# WHAT NEEDS TO BE DONE
The answer must consist of every line below that holds the word "Some".

*** Opening INPUT FOR THIS TASK ***

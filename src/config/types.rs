//! Configuration type definitions
//!
//! This module contains all the struct definitions for configuration.

use std::time::Duration;

use serde::{Deserialize, Serialize};

use super::defaults::*;

// ============================================
// WIDGET CONFIG
// ============================================

/// Options recognized by a single autocomplete widget.
///
/// The change callback and the data source are not serializable and are
/// supplied to the controller directly.
#[derive(Debug, Clone, PartialEq, Serialize, Deserialize)]
#[serde(rename_all = "camelCase")]
pub struct AutocompleteConfig {
    /// Initial query text
    #[serde(default, skip_serializing_if = "Option::is_none")]
    pub value: Option<String>,
    /// Styling hook passed through to the input
    #[serde(default, skip_serializing_if = "Option::is_none")]
    pub class_name: Option<String>,
    /// Placeholder passed through to the input
    #[serde(default, skip_serializing_if = "Option::is_none")]
    pub placeholder: Option<String>,
    /// Debounce delay in milliseconds (default: 500)
    #[serde(default = "default_debounce_ms")]
    pub debounce_ms: u64,
    /// Close grace delay in milliseconds (default: 200)
    #[serde(default = "default_close_delay_ms")]
    pub close_delay_ms: u64,
}

fn default_debounce_ms() -> u64 {
    DEFAULT_DEBOUNCE_MS
}
fn default_close_delay_ms() -> u64 {
    DEFAULT_CLOSE_DELAY_MS
}

impl Default for AutocompleteConfig {
    fn default() -> Self {
        AutocompleteConfig {
            value: None,
            class_name: None,
            placeholder: None,
            debounce_ms: DEFAULT_DEBOUNCE_MS,
            close_delay_ms: DEFAULT_CLOSE_DELAY_MS,
        }
    }
}

impl AutocompleteConfig {
    pub fn with_value(mut self, value: impl Into<String>) -> Self {
        self.value = Some(value.into());
        self
    }

    pub fn with_placeholder(mut self, placeholder: impl Into<String>) -> Self {
        self.placeholder = Some(placeholder.into());
        self
    }

    pub fn with_class_name(mut self, class_name: impl Into<String>) -> Self {
        self.class_name = Some(class_name.into());
        self
    }

    pub fn debounce(&self) -> Duration {
        Duration::from_millis(self.debounce_ms)
    }

    pub fn close_delay(&self) -> Duration {
        Duration::from_millis(self.close_delay_ms)
    }
}

// ============================================
// NOMINATIM CONFIG
// ============================================

/// Settings for the geocoding lookup
#[derive(Debug, Clone, PartialEq, Serialize, Deserialize)]
#[serde(rename_all = "camelCase")]
pub struct NominatimConfig {
    #[serde(default = "default_nominatim_base_url")]
    pub base_url: String,
    #[serde(default = "default_nominatim_user_agent")]
    pub user_agent: String,
}

fn default_nominatim_base_url() -> String {
    DEFAULT_NOMINATIM_BASE_URL.to_string()
}
fn default_nominatim_user_agent() -> String {
    DEFAULT_NOMINATIM_USER_AGENT.to_string()
}

impl Default for NominatimConfig {
    fn default() -> Self {
        NominatimConfig {
            base_url: default_nominatim_base_url(),
            user_agent: default_nominatim_user_agent(),
        }
    }
}

// ============================================
// APP CONFIG
// ============================================

/// Top-level config for the bundled region and currency widgets.
#[derive(Debug, Clone, PartialEq, Serialize, Deserialize)]
#[serde(rename_all = "camelCase")]
pub struct AppConfig {
    #[serde(default = "default_region")]
    pub region: AutocompleteConfig,
    #[serde(default = "default_currency")]
    pub currency: AutocompleteConfig,
    #[serde(default)]
    pub nominatim: NominatimConfig,
    /// Maximum currency suggestions (default: 10)
    #[serde(default = "default_currency_limit")]
    pub currency_limit: usize,
}

fn default_region() -> AutocompleteConfig {
    AutocompleteConfig::default()
        .with_class_name(DEFAULT_CLASS_NAME)
        .with_placeholder(DEFAULT_REGION_PLACEHOLDER)
}
fn default_currency() -> AutocompleteConfig {
    AutocompleteConfig::default()
        .with_class_name(DEFAULT_CLASS_NAME)
        .with_placeholder(DEFAULT_CURRENCY_PLACEHOLDER)
}
fn default_currency_limit() -> usize {
    DEFAULT_CURRENCY_LIMIT
}

impl Default for AppConfig {
    fn default() -> Self {
        AppConfig {
            region: default_region(),
            currency: default_currency(),
            nominatim: NominatimConfig::default(),
            currency_limit: DEFAULT_CURRENCY_LIMIT,
        }
    }
}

*** Closing INPUT FOR THIS TASK ***

# SOLVED EXERCISE
        self.value = Some(value.into());
        self.placeholder = Some(placeholder.into());
        self.class_name = Some(class_name.into());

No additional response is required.